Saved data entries

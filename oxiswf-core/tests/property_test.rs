//! Property tests for bit-level decoding.

use oxiswf_core::prelude::*;
use proptest::prelude::*;

const CODE: ErrorCode = ErrorCode(6);

/// Packs `(value, width)` fields MSB-first, zero-padding the final byte.
fn pack(fields: &[(u32, u8)]) -> Vec<u8> {
    let mut out = Vec::new();
    let mut acc = 0u8;
    let mut used = 0u8;

    for &(value, width) in fields {
        for i in (0..width).rev() {
            let bit = ((value as u64 >> i) & 1) as u8;
            acc |= bit << (7 - used);
            used += 1;
            if used == 8 {
                out.push(acc);
                acc = 0;
                used = 0;
            }
        }
    }
    if used > 0 {
        out.push(acc);
    }
    out
}

fn mask(value: u32, width: u8) -> u32 {
    if width == 0 {
        0
    } else if width == 32 {
        value
    } else {
        value & ((1u32 << width) - 1)
    }
}

fn arb_fields() -> impl Strategy<Value = Vec<(u32, u8)>> {
    prop::collection::vec((any::<u32>(), 0u8..=32), 0..24)
        .prop_map(|fields| fields.into_iter().map(|(v, w)| (mask(v, w), w)).collect())
}

proptest! {
    #[test]
    fn prop_reads_advance_by_width(fields in arb_fields()) {
        let data = pack(&fields);
        let mut cursor = BitCursor::new(&data);
        let root = FieldPath::root("Field").expect("valid root");

        let mut expected_position = 0u64;
        for (index, &(value, width)) in fields.iter().enumerate() {
            let field = root.indexed("Bits", index);
            let decoded = parse_ubits(&mut cursor, width, CODE, &field).expect("decode failed");

            prop_assert_eq!(decoded.value(), value);
            prop_assert_eq!(decoded.bit_position(), expected_position);
            expected_position += width as u64;
            prop_assert_eq!(cursor.bit_position(), expected_position);
        }
    }

    #[test]
    fn prop_signed_fields_sign_extend(value in any::<i32>(), width in 1u8..=32) {
        let min = -(1i64 << (width - 1));
        let max = (1i64 << (width - 1)) - 1;
        let value = (value as i64).clamp(min, max) as i32;
        let data = pack(&[(mask(value as u32, width), width)]);
        let mut cursor = BitCursor::new(&data);
        let root = FieldPath::root("Delta").expect("valid root");

        let decoded = parse_sbits(&mut cursor, width, CODE, &root).expect("decode failed");
        prop_assert_eq!(decoded.value(), value);
    }

    #[test]
    fn prop_align_is_idempotent(data in prop::collection::vec(any::<u8>(), 1..16), skip in 0u8..8) {
        let mut cursor = BitCursor::new(&data);
        cursor.read_ubits(skip).expect("decode failed");

        cursor.align();
        let once = cursor.bit_position();
        cursor.align();

        prop_assert_eq!(cursor.bit_position(), once);
        prop_assert_eq!(once % 8, 0);
    }

    #[test]
    fn prop_failed_read_keeps_position(data in prop::collection::vec(any::<u8>(), 0..4), skip in 0u8..8) {
        let mut cursor = BitCursor::new(&data);
        let root = FieldPath::root("Field").expect("valid root");
        if cursor.has_bits_left(skip as u64) {
            cursor.read_ubits(skip).expect("decode failed");
        }
        let before = cursor.bit_position();
        let overshoot = (cursor.bits_left() + 1).min(32) as u8;

        if !cursor.has_bits_left(overshoot as u64) {
            let err = parse_ubits(&mut cursor, overshoot, CODE, &root).unwrap_err();
            prop_assert!(err.is_truncated());
            prop_assert_eq!(cursor.bit_position(), before);
        }
    }
}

• [Required action] Copy every line of the entries above in which "index" occurs.

• [Task solution]
        for (index, &(value, width)) in fields.iter().enumerate() {
            let field = root.indexed("Bits", index);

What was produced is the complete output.